Ayesha Curry’s Comfort Television

The author’s new ABC competition series refreshingly emphasizes the importance of cooking as a relationship-building mechanism.

Ayesha Curry's 'Family Food Fight,' with Cat Cora and Graham Elliott, portrays cooking as a dynamic bonding ritual.
There are no cutthroat scenes, no Gordon Ramsay–esque yells, and no uncontrollable meltdowns on Family Food Fight. (Eric McCandless / ABC)

On Family Food Fight, a new show hosted and executive-produced by the restaurateur Ayesha Curry, cooking is competitive, but it’s not a ruthless game. The ABC series pits four families against one another each week, with one group being eliminated and the others claiming their spot at the show’s official competition tables. The remaining families will compete for a $100,000 prize. Along the way, they prepare long-held recipes, bicker about culinary responsibilities, and banter with the show’s judges.

The series, which premiered Thursday, draws on a formula that will undoubtedly feel familiar to anyone who watches game shows or cooking series. If the show were a dish, it’d be a largely pleasant fusion of Chopped, The Great British Baking Show, and Family Feud. Though moments of inter- and intra-family tension emerge, there are no cutthroat scenes, no Gordon Ramsay–esque yells, no uncontrollable meltdowns. It’s fun to watch with audiences of all ages; it’s mercifully nice.

Each episode, Curry evaluates the contestants’ dishes alongside her fellow judges, the restaurateurs Graham Elliott and Cat Cora (the first woman to hold the Iron Chef title). Elliott has served as a judge on MasterChef Junior, the popular kid-focused spin-off of Ramsay’s apoplectic MasterChef. And though there are no young children on Family Food Fight, the show finds Elliott channeling the same gentle energy. The judges lavish praise on families for their successes, such as a banana pudding that inspired Elliott to “believe in a higher power.” It’s comfort television.

The judges on “Family Food Fight” offer helpful suggestions rather than scathing critiques. (Eric McCandless / ABC)

As on MasterChef Junior, none of the judges, even in their critiques, condescends to their participants. Errors that would earn scorn or outrage on Chopped—undercooked fried chicken, for example—are met with light admonition and suggestions for how to correct the mistake moving forward (in this case, giving on-the-bone poultry more time in the oven post-frying). For viewers who may not know what tempering an egg means, this can be a welcome tonal choice. Family Food Fight also features miniature cooking lessons from Curry and the other judges, which serve as entertaining instruction for producing classic dishes such as eggs Benedict.

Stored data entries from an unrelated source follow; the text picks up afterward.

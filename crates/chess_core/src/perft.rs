use crate::board::GameState;

/// Pure perft node count.
/// Counts all legal positions from the current one down to `depth`, leaving
/// `state` as it found it.
pub fn perft(state: &mut GameState, depth: u8) -> u64 {
    if depth == 0 {
        return 1;
    }

    let moves = state.get_valid_moves();
    if depth == 1 {
        return moves.len() as u64;
    }

    let mut nodes = 0u64;
    for mv in moves {
        state.make_move(mv);
        nodes += perft(state, depth - 1);
        state.undo_move();
    }
    nodes
}

/// Per-root-move breakdown of [`perft`], in generation order.
pub fn perft_divide(state: &mut GameState, depth: u8) -> Vec<(String, u64)> {
    let moves = state.get_valid_moves();
    let mut out = Vec::with_capacity(moves.len());
    for mv in moves {
        state.make_move(mv);
        out.push((mv.to_string(), perft(state, depth.saturating_sub(1))));
        state.undo_move();
    }
    out
}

Much of the show’s genteel, celebratory sensibility comes from the presence of Curry herself. As the author of a New York Times best-selling cookbook and the wife of the Golden State Warriors phenom Steph Curry, Ayesha Curry has spent several years carefully curating a (nearly) unobjectionable public image. In her post as executive producer, host, and co-judge of Family Food Fight, she is supportive even as she challenges participants to think critically while cooking. She reminds them that “one of our biggest criteria … is working together as a family.”

Indeed, the most satisfying moments of Family Food Fight emerge when contestants collaborate to produce recipes that clearly hold a lot of personal significance. During the premiere, for example, the Graves brothers prepared a meal in honor of their late mother, including a chocolate bundt cake they made using her recipe. When they competed in the “breakfast for dinner”–themed elimination round afterward, they made a brunch dish inspired by a military meal their grandfather had often prepared for them. The show intersperses the avuncular brothers’ teasing banter with their tender recollections of the moments they began learning to appreciate the kitchen as a space of connection—a simple revelation that nonetheless works.

The focus on simplicity shines elsewhere, too. Many of the dishes produced on Family Food Fight look appetizing, but they’re not the kind of Michelin-star culinary fare that characterizes professional cooking programs such as MasterChef. The show notes its emphasis on family recipes, and the resulting food is as accessible as Curry’s disposition. Participants are also notably diverse—the first two episodes’ families prepared dishes inspired by their roots in the American South, China, Korea, Pakistan, and Greece, among other places. Thankfully, the judges don’t attempt to litigate the cultural authenticity of the meals; contestants speak on these lineages themselves.

The interactions among family members provide the dynamism that makes show a satisfying addition to the bloated landscape of food-focused television. Family Food Fight markets itself not as an educational or cutthroat reality series, but as a show about families, in all their chaotic synergy, working together to win something. So when children make outrageous declarations about their culinary progenitors—such as when one bossy young participant suggests that “once you reach 30 you get to be your parents’ boss”—the show lets their elders respond with some necessary spice.